◆ **Stored data entries**
————————
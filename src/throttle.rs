// Copyright 2019 The Grin Developers
// Copyright 2024 The MWC Developers
//
// Licensed under the Apache License, Version 2.0 (the "License");
// you may not use this file except in compliance with the License.
// You may obtain a copy of the License at
//
//     http://www.apache.org/licenses/LICENSE-2.0
//
// Unless required by applicable law or agreed to in writing, software
// distributed under the License is distributed on an "AS IS" BASIS,
// WITHOUT WARRANTIES OR CONDITIONS OF ANY KIND, either express or implied.
// See the License for the specific language governing permissions and
// limitations under the License.

//! A debounced signal: `set()` requests an edge, but at most one edge per
//! `interval` is ever emitted, and bursts of `set()` calls within one
//! interval coalesce into a single edge.

use crossbeam_channel::{bounded, select, Receiver, Sender};
use parking_lot::Mutex;
use std::thread::{self, JoinHandle};
use std::time::Duration;

pub struct ThrottleTimer {
	set_tx: Sender<()>,
	/// Fires at most once per `interval` after a `set()`.
	pub ch: Receiver<()>,
	stop_tx: Sender<()>,
	handle: Mutex<Option<JoinHandle<()>>>,
}

impl ThrottleTimer {
	pub fn new(name: &str, interval: Duration) -> Self {
		let (set_tx, set_rx) = bounded::<()>(1);
		let (fire_tx, fire_rx) = bounded::<()>(1);
		let (stop_tx, stop_rx) = bounded::<()>(1);

		let handle = thread::Builder::new()
			.name(format!("throttle-{}", name))
			.spawn(move || loop {
				select! {
					recv(stop_rx) -> _ => return,
					recv(set_rx) -> res => {
						if res.is_err() {
							// set_tx dropped: owner gone.
							return;
						}
						thread::sleep(interval);
						// Coalesce any sets that piled up while we slept.
						while set_rx.try_recv().is_ok() {}
						let _ = fire_tx.try_send(());
					}
				}
			})
			.expect("failed to spawn throttle timer thread");

		ThrottleTimer {
			set_tx,
			ch: fire_rx,
			stop_tx,
			handle: Mutex::new(Some(handle)),
		}
	}

	/// Mark that a signal is requested. Non-blocking: a pending request
	/// already queued for this interval absorbs this one.
	pub fn set(&self) {
		let _ = self.set_tx.try_send(());
	}

	/// Cancel. After `stop`, `ch` produces no more edges.
	pub fn stop(&self) {
		let _ = self.stop_tx.try_send(());
		if let Some(handle) = self.handle.lock().take() {
			let _ = handle.join();
		}
	}
}
use burn::module::Module;
use burn::nn::conv::{Conv2d, Conv2dConfig};
use burn::nn::pool::{MaxPool2d, MaxPool2dConfig};
use burn::nn::{PaddingConfig2d, Relu};
use burn::record::{CompactRecorder, RecorderError};
use burn::tensor::backend::Backend;
use burn::tensor::Tensor;
use log::warn;
use std::path::Path;

#[derive(Module, Debug)]
pub struct FeatureBlock<B: Backend> {
    pub conv1: Conv2d<B>,
    pub conv2: Conv2d<B>,
    pub act: Relu,
}

impl<B: Backend> FeatureBlock<B> {
    fn new(cin: usize, cout: usize, device: &B::Device) -> Self {
        let conv = |ci, co| {
            Conv2dConfig::new([ci, co], [3, 3])
                .with_padding(PaddingConfig2d::Explicit(1, 1))
                .init(device)
        };
        Self {
            conv1: conv(cin, cout),
            conv2: conv(cout, cout),
            act: Relu::new(),
        }
    }

    fn forward(&self, x: Tensor<B, 4>) -> Tensor<B, 4> {
        self.act.forward(self.conv2.forward(self.act.forward(self.conv1.forward(x))))
    }
}

/// Fixed VGG-style feature pyramid for the perceptual loss. The weights are
/// loaded from a record file and never optimized; gradients still flow
/// through the features to the rendered image. Belongs to no parameter
/// group.
#[derive(Module, Debug)]
pub struct PerceptualNet<B: Backend> {
    pub blocks: Vec<FeatureBlock<B>>,
    pub pool: MaxPool2d,
}

impl<B: Backend> PerceptualNet<B> {
    /// Random-init feature net with gradients on its weights disabled. Load
    /// pretrained weights with [`PerceptualNet::with_weights`]; without them
    /// the loss is still a valid (if weaker) multi-scale image distance.
    pub fn init(device: &B::Device) -> Self {
        let net = Self {
            blocks: vec![
                FeatureBlock::new(3, 64, device),
                FeatureBlock::new(64, 128, device),
                FeatureBlock::new(128, 256, device),
            ],
            pool: MaxPool2dConfig::new([2, 2]).with_strides([2, 2]).init(),
        };
        net.no_grad()
    }

    /// Loads pretrained weights from `path` if it exists; otherwise keeps
    /// the random init and warns.
    pub fn with_weights(self, path: Option<&Path>, device: &B::Device) -> Result<Self, RecorderError> {
        match path {
            Some(path) if path.with_extension("mpk").exists() || path.exists() => {
                let loaded = self.load_file(path.to_path_buf(), &CompactRecorder::new(), device)?;
                Ok(loaded.no_grad())
            }
            Some(path) => {
                warn!("Perceptual weights not found at {}, keeping random init", path.display());
                Ok(self)
            }
            None => {
                warn!("No perceptual weights configured, keeping random init");
                Ok(self)
            }
        }
    }

    fn features(&self, x: Tensor<B, 4>) -> Vec<Tensor<B, 4>> {
        let mut feats = Vec::with_capacity(self.blocks.len());
        let mut x = x;
        for (i, block) in self.blocks.iter().enumerate() {
            x = block.forward(x);
            feats.push(x.clone());
            if i + 1 < self.blocks.len() {
                x = self.pool.forward(x);
            }
        }
        feats
    }

    /// Mean absolute feature distance between two RGB images `[N, 3, H, W]`,
    /// summed over the pyramid levels.
    pub fn distance(&self, a: Tensor<B, 4>, b: Tensor<B, 4>) -> Tensor<B, 1> {
        let feats_a = self.features(a);
        let feats_b = self.features(b);
        let mut total: Option<Tensor<B, 1>> = None;
        for (fa, fb) in feats_a.into_iter().zip(feats_b) {
            let level = (fa - fb).abs().mean();
            total = Some(match total {
                Some(prev) => prev + level,
                None => level,
            });
        }
        total.expect("The pyramid has at least one level")
    }
}

#[cfg(test)]
mod tests {
    use super::*;
    use burn::backend::NdArray;
    use burn::tensor::Distribution;

    type TestBackend = NdArray<f32>;

    #[test]
    fn identical_images_have_zero_distance() {
        let device = Default::default();
        let net = PerceptualNet::<TestBackend>::init(&device);
        let img = Tensor::random([1, 3, 32, 32], Distribution::Uniform(0.0, 1.0), &device);
        let d = net.distance(img.clone(), img).into_scalar();
        assert!(d.abs() < 1e-6);
    }

    #[test]
    fn different_images_have_positive_distance() {
        let device = Default::default();
        let net = PerceptualNet::<TestBackend>::init(&device);
        let a = Tensor::random([1, 3, 32, 32], Distribution::Uniform(0.0, 1.0), &device);
        let b = Tensor::random([1, 3, 32, 32], Distribution::Uniform(0.0, 1.0), &device);
        assert!(net.distance(a, b).into_scalar() > 0.0);
    }

    #[test]
    fn missing_weight_file_keeps_random_init() {
        let device = Default::default();
        let net = PerceptualNet::<TestBackend>::init(&device);
        let net = net.with_weights(Some(Path::new("/nonexistent/vgg")), &device).unwrap();
        assert!(net.blocks.len() == 3);
    }
}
————————
◆ **EXERCISE**
List every line above containing the word "exists".

◆ **EXERCISE ANSWER**
    /// Loads pretrained weights from `path` if it exists; otherwise keeps
            Some(path) if path.with_extension("mpk").exists() || path.exists() => {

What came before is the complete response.